What needs to be done: Copy each line below in which the word "SwitchCode" occurs.

** Data extracts follows **

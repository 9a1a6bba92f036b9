//! Status and control frames
//!
//! Both frames are four bytes, one per socket, with socket 4 first on the
//! wire. Each byte is obfuscated with the session Task and the Key:
//!
//! ```text
//! encode: byte = (((code ^ task[2]) + task[3]) ^ key[0]) + key[1]
//! decode: code = (((byte - key[1]) ^ key[0]) - task[3]) ^ task[2]
//! ```
//!
//! All arithmetic wraps at 8 bits.
//!
//! ## Status Codes
//! | Firmware  | On   | Off  |
//! |-----------|------|------|
//! | 2.0       | 0x11 | 0x22 |
//! | 2.1       | 0x41 | 0x82 |
//! | WLAN      | 0x51 | 0x92 |
//!
//! Any other code reads as "off".

use std::collections::BTreeMap;

use super::{Key, Task};
use crate::socket::Socket;

/// Size of a status or control frame
pub const FRAME_SIZE: usize = 4;

/// Known status codes: (code, on, firmware)
const STATUS_CODES: [(u8, bool, FirmwareRevision); 6] = [
    (0x11, true, FirmwareRevision::V20),
    (0x22, false, FirmwareRevision::V20),
    (0x41, true, FirmwareRevision::V21),
    (0x82, false, FirmwareRevision::V21),
    (0x51, true, FirmwareRevision::Wlan),
    (0x92, false, FirmwareRevision::Wlan),
];

/// Firmware family that produced a status code
#[derive(Debug, Clone, Copy, PartialEq, Eq)]
pub enum FirmwareRevision {
    /// Protocol version 2.0
    V20,
    /// Protocol version 2.1
    V21,
    /// WLAN models
    Wlan,
}

/// Per-socket command carried in a control frame
#[derive(Debug, Clone, Copy, PartialEq, Eq)]
#[repr(u8)]
pub enum SwitchCode {
    On = 0x01,
    Off = 0x02,
    Unchanged = 0x04,
}

impl SwitchCode {
    /// Command for a socket given an optional desired state
    pub fn from_desired(desired: Option<bool>) -> Self {
        match desired {
            Some(true) => SwitchCode::On,
            Some(false) => SwitchCode::Off,
            None => SwitchCode::Unchanged,
        }
    }
}

// =============================================================================
// Wire Position Mapping
// =============================================================================

/// Socket addressed by a byte at the given wire position
///
/// # Panics
/// Panics if `position >= FRAME_SIZE`.
pub fn socket_for_wire_position(position: usize) -> Socket {
    assert!(
        position < FRAME_SIZE,
        "wire position {} out of range (max {})",
        position,
        FRAME_SIZE - 1
    );
    Socket((FRAME_SIZE - position) as u8)
}

/// Wire position of the byte that addresses a socket
pub fn wire_position_for_socket(socket: Socket) -> usize {
    FRAME_SIZE - socket.number() as usize
}

// =============================================================================
// Status Codes
// =============================================================================

/// Map a plain status code to on/off; unknown codes are off
pub fn decode_status_code(code: u8) -> bool {
    STATUS_CODES
        .iter()
        .find(|(known, _, _)| *known == code)
        .map(|(_, on, _)| *on)
        .unwrap_or(false)
}

/// Firmware family a status code belongs to, if known
pub fn firmware_revision(code: u8) -> Option<FirmwareRevision> {
    STATUS_CODES
        .iter()
        .find(|(known, _, _)| *known == code)
        .map(|(_, _, revision)| *revision)
}

#[inline]
fn obfuscate(code: u8, task: &Task, key: &Key) -> u8 {
    let t = task.as_bytes();
    ((code ^ t[2]).wrapping_add(t[3]) ^ key.byte(0)).wrapping_add(key.byte(1))
}

#[inline]
fn deobfuscate(byte: u8, task: &Task, key: &Key) -> u8 {
    let t = task.as_bytes();
    ((byte.wrapping_sub(key.byte(1)) ^ key.byte(0)).wrapping_sub(t[3])) ^ t[2]
}

// =============================================================================
// Status Frame
// =============================================================================

/// Obfuscated outlet states as received from the device
#[derive(Debug, Clone, Copy, PartialEq, Eq)]
pub struct StatusFrame(pub [u8; FRAME_SIZE]);

impl StatusFrame {
    /// Plain status codes, in wire order
    pub fn codes(&self, task: &Task, key: &Key) -> [u8; FRAME_SIZE] {
        self.0.map(|byte| deobfuscate(byte, task, key))
    }

    /// Decode into on/off per socket
    pub fn decode(&self, task: &Task, key: &Key) -> BTreeMap<Socket, bool> {
        self.codes(task, key)
            .iter()
            .enumerate()
            .map(|(position, code)| (socket_for_wire_position(position), decode_status_code(*code)))
            .collect()
    }

    pub fn as_bytes(&self) -> &[u8; FRAME_SIZE] {
        &self.0
    }
}

// =============================================================================
// Control Frame
// =============================================================================

/// Obfuscated switch command sent to the device
#[derive(Debug, Clone, Copy, PartialEq, Eq)]
pub struct ControlFrame(pub [u8; FRAME_SIZE]);

impl ControlFrame {
    /// Encode a switch request; sockets missing from `desired` stay unchanged
    pub fn encode(desired: &BTreeMap<Socket, bool>, task: &Task, key: &Key) -> Self {
        let mut bytes = [0u8; FRAME_SIZE];
        for (position, byte) in bytes.iter_mut().enumerate() {
            let socket = socket_for_wire_position(position);
            let code = SwitchCode::from_desired(desired.get(&socket).copied());
            *byte = obfuscate(code as u8, task, key);
        }
        ControlFrame(bytes)
    }

    /// A frame that leaves every socket as it is
    pub fn unchanged(task: &Task, key: &Key) -> Self {
        Self::encode(&BTreeMap::new(), task, key)
    }

    pub fn as_bytes(&self) -> &[u8; FRAME_SIZE] {
        &self.0
    }
}
//! HTTP Client Tests
//!
//! Runs the HTTP transport against a minimal fake web interface and checks
//! the login / action / logout sequence.

use std::collections::BTreeMap;
use std::io::{self, BufRead, BufReader, Read, Write};
use std::net::{TcpListener, TcpStream};
use std::thread::{self, JoinHandle};

use energenie::{Config, EnergenieError, HttpClient, PowerStrip, Socket, Transport};

const STATUS_PAGE: &str = r#"<html><body>
<h2 class="ener">Desk lamp</h2>
<h2 class="ener">Printer</h2>
<h2 class="ener">Router</h2>
<h2 class="ener">Heater</h2>
<script>var sockstates = [0,1,1,0];</script>
</body></html>"#;

// =============================================================================
// Fake Web Interface
// =============================================================================

#[derive(Debug, Clone)]
struct Request {
    method: String,
    path: String,
    /// Lower-cased header block
    headers: String,
    body: String,
}

type Responder = fn(&Request) -> (u16, &'static str);

/// Serve exactly `count` requests, one connection each
fn spawn_server(count: usize, responder: Responder) -> (String, JoinHandle<Vec<Request>>) {
    let listener = TcpListener::bind("127.0.0.1:0").unwrap();
    let address = listener.local_addr().unwrap().to_string();

    let handle = thread::spawn(move || {
        let mut requests = Vec::new();
        while requests.len() < count {
            let (stream, _) = listener.accept().unwrap();
            let request = match read_request(&stream) {
                Ok(r) => r,
                Err(_) => continue,
            };
            let (status, body) = responder(&request);
            let set_cookie = request.path == "/login.html" && request.method == "POST";
            let _ = respond(&stream, status, body, set_cookie);
            requests.push(request);
        }
        requests
    });

    (address, handle)
}

fn read_request(stream: &TcpStream) -> io::Result<Request> {
    let mut reader = BufReader::new(stream);

    let mut request_line = String::new();
    reader.read_line(&mut request_line)?;
    let mut parts = request_line.split_whitespace();
    let method = parts.next().unwrap_or_default().to_string();
    let path = parts.next().unwrap_or_default().to_string();

    let mut headers = String::new();
    let mut content_length = 0usize;
    loop {
        let mut line = String::new();
        reader.read_line(&mut line)?;
        if line == "\r\n" || line.is_empty() {
            break;
        }
        let lower = line.to_ascii_lowercase();
        if let Some(value) = lower.strip_prefix("content-length:") {
            content_length = value.trim().parse().unwrap_or(0);
        }
        headers.push_str(&lower);
    }

    let mut body = vec![0u8; content_length];
    reader.read_exact(&mut body)?;

    Ok(Request {
        method,
        path,
        headers,
        body: String::from_utf8_lossy(&body).into_owned(),
    })
}

fn respond(mut stream: &TcpStream, status: u16, body: &str, set_cookie: bool) -> io::Result<()> {
    let reason = if status == 200 { "OK" } else { "Error" };
    let cookie = if set_cookie { "Set-Cookie: session=abc123; Path=/\r\n" } else { "" };
    write!(
        stream,
        "HTTP/1.1 {} {}\r\nContent-Type: text/html\r\nContent-Length: {}\r\n{}Connection: close\r\n\r\n{}",
        status,
        reason,
        body.len(),
        cookie,
        body
    )?;
    stream.flush()
}

fn status_page(request: &Request) -> (u16, &'static str) {
    if request.method == "POST" && request.path == "/login.html" {
        (200, STATUS_PAGE)
    } else {
        (200, "<html>ok</html>")
    }
}

fn client_for(address: &str) -> HttpClient {
    let config = Config::builder()
        .address(address)
        .password("1")
        .transport(Transport::Http)
        .read_timeout_ms(5000)
        .build();
    HttpClient::from_config(&config).unwrap()
}

fn socket(n: u8) -> Socket {
    Socket::new(n).unwrap()
}

// =============================================================================
// Tests
// =============================================================================

#[test]
fn test_status_scrapes_states_and_names() {
    let (address, server) = spawn_server(2, status_page);
    let client = client_for(&address);

    let status = client.status().unwrap();
    let requests = server.join().unwrap();

    assert!(!status.is_on(socket(1)));
    assert!(status.is_on(socket(2)));
    assert!(status.is_on(socket(3)));
    assert!(!status.is_on(socket(4)));
    assert_eq!(status.name(socket(1)), Some("Desk lamp"));
    assert_eq!(status.name(socket(4)), Some("Heater"));

    assert_eq!(requests[0].method, "POST");
    assert_eq!(requests[0].path, "/login.html");
    assert_eq!(requests[0].body, "pw=1");
    assert_eq!(requests[1].method, "GET");
    assert_eq!(requests[1].path, "/login.html");
}

#[test]
fn test_switch_posts_one_form_per_socket() {
    let (address, server) = spawn_server(4, status_page);
    let client = client_for(&address);

    let desired: BTreeMap<Socket, bool> = [(socket(3), false), (socket(1), true)].into_iter().collect();
    client.switch(&desired).unwrap();
    let requests = server.join().unwrap();

    let summary: Vec<(String, String, String)> = requests
        .iter()
        .map(|r| (r.method.clone(), r.path.clone(), r.body.clone()))
        .collect();
    assert_eq!(
        summary,
        vec![
            ("POST".to_string(), "/login.html".to_string(), "pw=1".to_string()),
            ("POST".to_string(), "/".to_string(), "cte1=1".to_string()),
            ("POST".to_string(), "/".to_string(), "cte3=0".to_string()),
            ("GET".to_string(), "/login.html".to_string(), String::new()),
        ]
    );

    // The login cookie is carried into the switch requests
    assert!(requests[1].headers.contains("session=abc123"));
}

#[test]
fn test_missing_states_is_protocol_error_and_still_logs_out() {
    fn login_page(_: &Request) -> (u16, &'static str) {
        (200, "<html><form>password</form></html>")
    }

    let (address, server) = spawn_server(2, login_page);
    let client = client_for(&address);

    let result = client.status();
    let requests = server.join().unwrap();

    assert!(matches!(result, Err(EnergenieError::Protocol(_))));
    assert_eq!(requests.len(), 2);
    assert_eq!(requests[1].method, "GET");
}

#[test]
fn test_login_failure_is_http_error() {
    fn broken(_: &Request) -> (u16, &'static str) {
        (500, "boom")
    }

    let (address, server) = spawn_server(1, broken);
    let client = client_for(&address);

    let result = client.status();
    server.join().unwrap();

    assert!(matches!(result, Err(EnergenieError::Http(_))));
}

#[test]
fn test_open_selects_http_transport() {
    let (address, server) = spawn_server(2, status_page);
    let config = Config::builder()
        .address(&address)
        .transport(Transport::Http)
        .build();

    let strip = energenie::client::open(&config).unwrap();
    let status = strip.status().unwrap();
    server.join().unwrap();

    assert!(status.names.is_some());
}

** End of Data extracts **

Result:
pub enum SwitchCode {
impl SwitchCode {
            Some(true) => SwitchCode::On,
            Some(false) => SwitchCode::Off,
            None => SwitchCode::Unchanged,
            let code = SwitchCode::from_desired(desired.get(&socket).copied());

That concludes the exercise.